Task instructions
Copy out all the entries exactly.

Materials provided
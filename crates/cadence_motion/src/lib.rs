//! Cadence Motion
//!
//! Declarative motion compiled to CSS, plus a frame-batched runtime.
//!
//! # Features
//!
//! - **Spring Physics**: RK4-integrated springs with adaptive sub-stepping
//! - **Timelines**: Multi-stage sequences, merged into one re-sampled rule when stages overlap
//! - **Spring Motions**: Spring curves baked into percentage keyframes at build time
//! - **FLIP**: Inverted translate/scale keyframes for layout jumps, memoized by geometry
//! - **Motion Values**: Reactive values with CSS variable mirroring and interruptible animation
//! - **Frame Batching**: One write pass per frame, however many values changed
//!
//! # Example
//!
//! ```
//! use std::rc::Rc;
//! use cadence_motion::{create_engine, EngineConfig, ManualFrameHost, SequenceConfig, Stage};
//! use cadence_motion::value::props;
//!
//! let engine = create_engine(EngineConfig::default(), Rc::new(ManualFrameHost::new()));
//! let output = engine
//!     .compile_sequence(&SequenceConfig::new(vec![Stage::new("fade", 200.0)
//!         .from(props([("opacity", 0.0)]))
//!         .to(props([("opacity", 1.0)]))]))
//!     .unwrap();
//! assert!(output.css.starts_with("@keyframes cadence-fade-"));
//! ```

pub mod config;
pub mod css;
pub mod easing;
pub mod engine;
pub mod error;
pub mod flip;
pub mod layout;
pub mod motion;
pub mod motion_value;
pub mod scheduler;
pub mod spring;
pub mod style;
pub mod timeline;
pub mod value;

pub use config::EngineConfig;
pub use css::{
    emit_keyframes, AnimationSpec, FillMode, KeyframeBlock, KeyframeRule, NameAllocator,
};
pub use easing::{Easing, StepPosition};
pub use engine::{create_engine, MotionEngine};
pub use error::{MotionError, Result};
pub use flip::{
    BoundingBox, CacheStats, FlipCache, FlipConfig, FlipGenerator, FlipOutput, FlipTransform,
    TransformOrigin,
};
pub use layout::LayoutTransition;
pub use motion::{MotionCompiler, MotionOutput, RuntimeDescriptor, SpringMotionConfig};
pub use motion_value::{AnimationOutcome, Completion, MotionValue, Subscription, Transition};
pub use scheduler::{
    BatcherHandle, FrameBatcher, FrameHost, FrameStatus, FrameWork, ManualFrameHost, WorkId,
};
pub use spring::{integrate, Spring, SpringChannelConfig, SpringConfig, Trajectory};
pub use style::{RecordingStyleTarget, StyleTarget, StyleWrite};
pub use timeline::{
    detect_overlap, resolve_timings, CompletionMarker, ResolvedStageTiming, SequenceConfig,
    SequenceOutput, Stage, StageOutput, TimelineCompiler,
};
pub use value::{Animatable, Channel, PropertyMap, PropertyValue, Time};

Completed exercise
filename crates/cadence_motion/src/lib.rs
//! Cadence Motion
//!
//! Declarative motion compiled to CSS, plus a frame-batched runtime.
//!
//! # Features
//!
//! - **Spring Physics**: RK4-integrated springs with adaptive sub-stepping
//! - **Timelines**: Multi-stage sequences, merged into one re-sampled rule when stages overlap
//! - **Spring Motions**: Spring curves baked into percentage keyframes at build time
//! - **FLIP**: Inverted translate/scale keyframes for layout jumps, memoized by geometry
//! - **Motion Values**: Reactive values with CSS variable mirroring and interruptible animation
//! - **Frame Batching**: One write pass per frame, however many values changed
//!
//! # Example
//!
//! ```
//! use std::rc::Rc;
//! use cadence_motion::{create_engine, EngineConfig, ManualFrameHost, SequenceConfig, Stage};
//! use cadence_motion::value::props;
//!
//! let engine = create_engine(EngineConfig::default(), Rc::new(ManualFrameHost::new()));
//! let output = engine
//!     .compile_sequence(&SequenceConfig::new(vec![Stage::new("fade", 200.0)
//!         .from(props([("opacity", 0.0)]))
//!         .to(props([("opacity", 1.0)]))]))
//!     .unwrap();
//! assert!(output.css.starts_with("@keyframes cadence-fade-"));
//! ```

pub mod config;
pub mod css;
pub mod easing;
pub mod engine;
pub mod error;
pub mod flip;
pub mod layout;
pub mod motion;
pub mod motion_value;
pub mod scheduler;
pub mod spring;
pub mod style;
pub mod timeline;
pub mod value;

pub use config::EngineConfig;
pub use css::{
    emit_keyframes, AnimationSpec, FillMode, KeyframeBlock, KeyframeRule, NameAllocator,
};
pub use easing::{Easing, StepPosition};
pub use engine::{create_engine, MotionEngine};
pub use error::{MotionError, Result};
pub use flip::{
    BoundingBox, CacheStats, FlipCache, FlipConfig, FlipGenerator, FlipOutput, FlipTransform,
    TransformOrigin,
};
pub use layout::LayoutTransition;
pub use motion::{MotionCompiler, MotionOutput, RuntimeDescriptor, SpringMotionConfig};
pub use motion_value::{AnimationOutcome, Completion, MotionValue, Subscription, Transition};
pub use scheduler::{
    BatcherHandle, FrameBatcher, FrameHost, FrameStatus, FrameWork, ManualFrameHost, WorkId,
};
pub use spring::{integrate, Spring, SpringChannelConfig, SpringConfig, Trajectory};
pub use style::{RecordingStyleTarget, StyleTarget, StyleWrite};
pub use timeline::{
    detect_overlap, resolve_timings, CompletionMarker, ResolvedStageTiming, SequenceConfig,
    SequenceOutput, Stage, StageOutput, TimelineCompiler,
};
pub use value::{Animatable, Channel, PropertyMap, PropertyValue, Time};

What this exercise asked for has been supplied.